Bulgarian virtuoso violinist (1926-1978)

Vasco Abadjiev making his international debut in 1932 in Vienna at the age of 6

Vasco Abadjiev (Васко Абаджиев, Vasko Abadzhiev) (14 January 1926 – 14 December 1978) was a Bulgarian virtuoso violinist. He was the son of Nikola Abadjiev, a violin professor at the Sofia Conservatory, and Lala Piperova, a pianist.

==Biography==
Abadijev was born in Sofia, then part of the Kingdom of Bulgaria.

A child prodigy, as early as June 1932, at the age of six, he played in Vienna before the jury of the first international competition in violin. The six-year-old child became the sensation of the contest and was one of the youngest violinists to make his international debut in the twentieth century. By the age of nine, Abadjiev already had a secondary school diploma, and in 1936 he left for Brussels, Belgium with his parents. There, in 1937, he received the Special Prize.
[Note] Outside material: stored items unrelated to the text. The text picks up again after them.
//! Painting a decoded grid into a displayable overlay layer.

use forecast_common::{Color, GeoBounds};
use raster::RasterGrid;
use rayon::prelude::*;
use tracing::debug;

use crate::png::{self, PngError};
use crate::ramp::ColorRamp;

/// A painted overlay: one RGBA pixel per grid cell, stretched over `bounds`.
///
/// `opacity` is a layer property applied by the map surface; it is not baked
/// into the pixels.
#[derive(Debug, Clone, PartialEq)]
pub struct OverlayLayer {
    bounds: GeoBounds,
    width: usize,
    height: usize,
    opacity: f32,
    pixels: Vec<u8>,
}

impl OverlayLayer {
    pub fn bounds(&self) -> GeoBounds {
        self.bounds
    }

    pub fn width(&self) -> usize {
        self.width
    }

    pub fn height(&self) -> usize {
        self.height
    }

    pub fn opacity(&self) -> f32 {
        self.opacity
    }

    /// Raw RGBA bytes, row-major, north row first.
    pub fn pixels(&self) -> &[u8] {
        &self.pixels
    }

    pub fn pixel(&self, row: usize, col: usize) -> Option<Color> {
        if row >= self.height || col >= self.width {
            return None;
        }
        let i = (row * self.width + col) * 4;
        let p = &self.pixels[i..i + 4];
        Some(Color::new(p[0], p[1], p[2], p[3]))
    }

    pub fn to_png(&self) -> Result<Vec<u8>, PngError> {
        png::encode(&self.pixels, self.width, self.height)
    }
}

/// Classify every cell of `grid` with `ramp`.
///
/// Rows are painted in parallel. Opacity is clamped to `[0, 1]`; a non-finite
/// opacity means fully opaque.
pub fn paint(grid: &RasterGrid, ramp: &ColorRamp, opacity: f32) -> OverlayLayer {
    let width = grid.width();
    let height = grid.height();
    let mut pixels = vec![0u8; width * height * 4];

    pixels
        .par_chunks_mut(width * 4)
        .zip(grid.values().par_chunks(width))
        .for_each(|(out, row)| {
            for (px, &cell) in out.chunks_exact_mut(4).zip(row) {
                px.copy_from_slice(&ramp.classify(cell).to_rgba());
            }
        });

    let opacity = if opacity.is_finite() {
        opacity.clamp(0.0, 1.0)
    } else {
        1.0
    };

    debug!(
        width,
        height,
        valid = grid.valid_count(),
        ramp_version = ramp.version(),
        "Painted overlay"
    );

    OverlayLayer {
        bounds: grid.bounds(),
        width,
        height,
        opacity,
        pixels,
    }
}

#[cfg(test)]
mod tests {
    use super::*;

    fn grid(values: Vec<Option<f32>>, width: usize, height: usize) -> RasterGrid {
        let bounds = GeoBounds::new(30.0, 40.0, -110.0, -100.0).unwrap();
        RasterGrid::new(bounds, width, height, values, None).unwrap()
    }

    #[test]
    fn test_paint_classifies_each_cell() {
        let layer = paint(
            &grid(vec![Some(0.0), Some(26.0), None, Some(130.0)], 2, 2),
            &ColorRamp::precipitation(),
            0.1,
        );

        assert_eq!(layer.pixel(0, 0), Some(Color::rgb(0, 0, 255)));
        assert_eq!(layer.pixel(0, 1), Some(Color::rgb(0, 255, 255)));
        assert_eq!(layer.pixel(1, 0), Some(Color::TRANSPARENT));
        assert_eq!(layer.pixel(1, 1), Some(Color::rgb(255, 0, 0)));
        assert_eq!(layer.pixel(2, 0), None);
        assert_eq!(layer.pixels().len(), 16);
        assert_eq!(layer.bounds(), grid(vec![None; 4], 2, 2).bounds());
    }

    #[test]
    fn test_opacity_clamped() {
        let g = grid(vec![Some(1.0)], 1, 1);
        let ramp = ColorRamp::precipitation();
        assert_eq!(paint(&g, &ramp, 0.1).opacity(), 0.1);
        assert_eq!(paint(&g, &ramp, 3.0).opacity(), 1.0);
        assert_eq!(paint(&g, &ramp, -1.0).opacity(), 0.0);
        assert_eq!(paint(&g, &ramp, f32::NAN).opacity(), 1.0);
    }

    #[test]
    fn test_png_is_indexed() {
        let layer = paint(&grid(vec![Some(0.0), None], 2, 1), &ColorRamp::precipitation(), 1.0);
        let png = layer.to_png().unwrap();
        assert_eq!(&png[..8], &[137, 80, 78, 71, 13, 10, 26, 10]);
        assert_eq!(png[25], 3);
    }
}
In May 1938 he was awarded the First Prize and gold medal at the VI International violin competition in Liège. He also received the first prize of the Brussels conservatoire and a gold medal from King Leopold III, whom he visited in the palace. At 13 years old he graduated from the Brussels conservatoire with the highest distinction, and commenced a concert tour around Belgium, Germany, France, Italy, Denmark and Sweden.

At the beginning of World War II, the Abadjiev family settled in Berlin, where Vasco perfected playing the violin and piano, composition, and counterpoint. He gave concerts under the conductor's baton of Wilhelm Furtwängler, Karl Böhm, Heinz Bongartz, Hermann Abendroth, Willem Mengelberg and other famous conductors, and played in numerous ensembles for chamber music or solo concerts. The harsh war and post-war years affected the extremely sensitive mentality of Vasco Abadjiev. After the death of his father in 1947 he spared considerable time for composition and chamber music.
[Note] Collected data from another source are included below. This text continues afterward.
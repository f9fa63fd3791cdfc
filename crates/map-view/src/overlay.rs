//! Overlay lifecycle.
//!
//! ```text
//! Empty ──request──▶ Loading ──decoded──▶ Attached
//!   ▲                  │  ▲                  │
//!   └──teardown/fail───┘  └─────request──────┘
//! ```
//!
//! The attached layer stays on the map while a replacement loads. Only the
//! newest request may attach; anything older is discarded when it resumes.
//! The previous layer is detached before the new one is attached, in the same
//! synchronous step, so the surface never holds more than one overlay.

use std::cell::{Cell, RefCell};
use std::rc::Rc;
use std::sync::Arc;
use std::time::Instant;

use forecast_common::{GeoBounds, OverlaySource};
use metrics::{counter, histogram};
use raster::RasterGrid;
use renderer::{paint, ColorRamp, OverlayLayer};
use tokio::sync::watch;
use tracing::{debug, info, instrument, warn};

use crate::error::OverlayError;
use crate::sources::RasterSource;
use crate::surface::{LayerId, MapSurface};
use crate::versioned::VersionGate;

/// Overlay behavior settings.
#[derive(Debug, Clone)]
pub struct OverlayConfig {
    /// Layer opacity handed to the surface.
    pub opacity: f32,
    /// Keep the previous overlay when a replacement fails to load.
    pub retain_on_failure: bool,
    pub ramp: ColorRamp,
}

impl Default for OverlayConfig {
    fn default() -> Self {
        Self {
            opacity: 0.1,
            retain_on_failure: true,
            ramp: ColorRamp::precipitation(),
        }
    }
}

#[derive(Debug, Clone, Copy, PartialEq, Eq)]
pub enum OverlayPhase {
    Empty,
    Loading,
    Attached,
}

/// Reference to the one attached overlay.
#[derive(Debug, Clone, PartialEq)]
pub struct OverlayHandle {
    pub layer: LayerId,
    pub bounds: GeoBounds,
    pub model: String,
}

/// The grid behind the attached overlay, as seen by point queries.
#[derive(Debug, Clone)]
pub struct ActiveGrid {
    pub grid: Arc<RasterGrid>,
    pub model: String,
}

impl ActiveGrid {
    pub fn bounds(&self) -> GeoBounds {
        self.grid.bounds()
    }
}

/// Result of one overlay request.
#[derive(Debug, Clone, PartialEq)]
pub enum OverlayOutcome {
    Attached { bounds: GeoBounds },
    Failed(OverlayError),
    /// A newer request (or teardown) arrived first; nothing was changed.
    Superseded,
}

impl OverlayOutcome {
    pub fn label(&self) -> &'static str {
        match self {
            OverlayOutcome::Attached { .. } => "attached",
            OverlayOutcome::Failed(_) => "failed",
            OverlayOutcome::Superseded => "superseded",
        }
    }
}

/// Owns the overlay slot on the map surface.
pub struct OverlayManager {
    surface: Rc<dyn MapSurface>,
    source: Rc<dyn RasterSource>,
    config: OverlayConfig,
    gate: VersionGate,
    phase: Cell<OverlayPhase>,
    attached: RefCell<Option<OverlayHandle>>,
    active: watch::Sender<Option<ActiveGrid>>,
}

impl OverlayManager {
    pub fn new(surface: Rc<dyn MapSurface>, source: Rc<dyn RasterSource>, config: OverlayConfig) -> Self {
        let (active, _) = watch::channel(None);
        Self {
            surface,
            source,
            config,
            gate: VersionGate::new(),
            phase: Cell::new(OverlayPhase::Empty),
            attached: RefCell::new(None),
            active,
        }
    }

    pub fn phase(&self) -> OverlayPhase {
        self.phase.get()
    }

    pub fn handle(&self) -> Option<OverlayHandle> {
        self.attached.borrow().clone()
    }

    pub fn config(&self) -> &OverlayConfig {
        &self.config
    }

    /// Read-only view of the attached grid.
    pub fn subscribe(&self) -> watch::Receiver<Option<ActiveGrid>> {
        self.active.subscribe()
    }

    pub fn active_grid(&self) -> Option<ActiveGrid> {
        self.active.borrow().clone()
    }

    /// Load `source` and make it the attached overlay.
    ///
    /// The current overlay (if any) stays visible until the new one is ready.
    #[instrument(skip(self, source), fields(url = %source.url, model = %source.model))]
    pub async fn request(&self, source: OverlaySource) -> OverlayOutcome {
        let ticket = self.gate.issue();
        self.phase.set(OverlayPhase::Loading);
        debug!(request_id = ticket.id(), "Loading overlay");

        let loaded = self.load(&source).await;

        let outcome = if !self.gate.is_current(ticket) {
            debug!(request_id = ticket.id(), "Discarding superseded overlay result");
            OverlayOutcome::Superseded
        } else {
            match loaded {
                Ok((grid, layer)) => {
                    let bounds = grid.bounds();
                    self.replace(grid, layer, source.model);
                    OverlayOutcome::Attached { bounds }
                }
                Err(err) => {
                    warn!(error = %err, kind = err.kind(), "Overlay load failed");
                    self.settle_after_failure();
                    OverlayOutcome::Failed(err)
                }
            }
        };

        counter!("overlay_requests_total", "outcome" => outcome.label()).increment(1);
        outcome
    }

    /// Detach the overlay and supersede any in-flight request.
    pub fn teardown(&self) {
        self.gate.invalidate();
        self.detach_current();
        self.phase.set(OverlayPhase::Empty);
        info!("Overlay torn down");
    }

    async fn load(&self, source: &OverlaySource) -> Result<(RasterGrid, OverlayLayer), OverlayError> {
        let bytes = self.source.fetch(source).await?;
        let ramp = self.config.ramp.clone();
        let opacity = self.config.opacity;

        tokio::task::spawn_blocking(move || {
            let start = Instant::now();
            let grid = raster::decode(&bytes)?;
            histogram!("raster_decode_seconds").record(start.elapsed().as_secs_f64());
            let layer = paint(&grid, &ramp, opacity);
            Ok::<_, OverlayError>((grid, layer))
        })
        .await
        .map_err(|e| OverlayError::Worker(e.to_string()))?
    }

    fn replace(&self, grid: RasterGrid, layer: OverlayLayer, model: String) {
        let bounds = grid.bounds();
        self.detach_current();

        let id = self.surface.attach_layer(layer);
        self.surface.fit_bounds(bounds);

        *self.attached.borrow_mut() = Some(OverlayHandle {
            layer: id,
            bounds,
            model: model.clone(),
        });
        self.active.send_replace(Some(ActiveGrid {
            grid: Arc::new(grid),
            model,
        }));
        self.phase.set(OverlayPhase::Attached);
        info!(layer = %id, bounds = %bounds, "Overlay attached");
    }

    fn settle_after_failure(&self) {
        let has_overlay = self.attached.borrow().is_some();
        if has_overlay && self.config.retain_on_failure {
            self.phase.set(OverlayPhase::Attached);
        } else {
            self.detach_current();
            self.phase.set(OverlayPhase::Empty);
        }
    }

    fn detach_current(&self) {
        let previous = self.attached.borrow_mut().take();
        if let Some(handle) = previous {
            self.surface.detach_layer(handle.layer);
            debug!(layer = %handle.layer, "Detached overlay");
        }
        self.active.send_replace(None);
    }
}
From 1952 to 1956 he lived with his mother almost exclusively in Bulgaria, where he gave many concerts, recitals and concerts with orchestras and in 1952 was honoured with the highest distinction for culture in Bulgaria, the Dimitrov Award 1st degree. He resettled in Germany with his mother after 1956. After the death of his beloved mother in 1965, his life was plagued with sadness and tragedy. He was involved in a car accident, had numerous illnesses, financial problems and suffered from loneliness. On 14 December 1978 Abadjiev was found dead on the city railway in Hamburg.

Many of Abadjiev's performances and records belong in the Golden Fund of the Bulgarian National Radio. He was especially noted for his interpretations of compositions by Bach and Paganini. In 2009, the Bulgarian novelist Margarit Abadjiev wrote a biographical novel about the life of Abadjiev entitled Shakona pasion.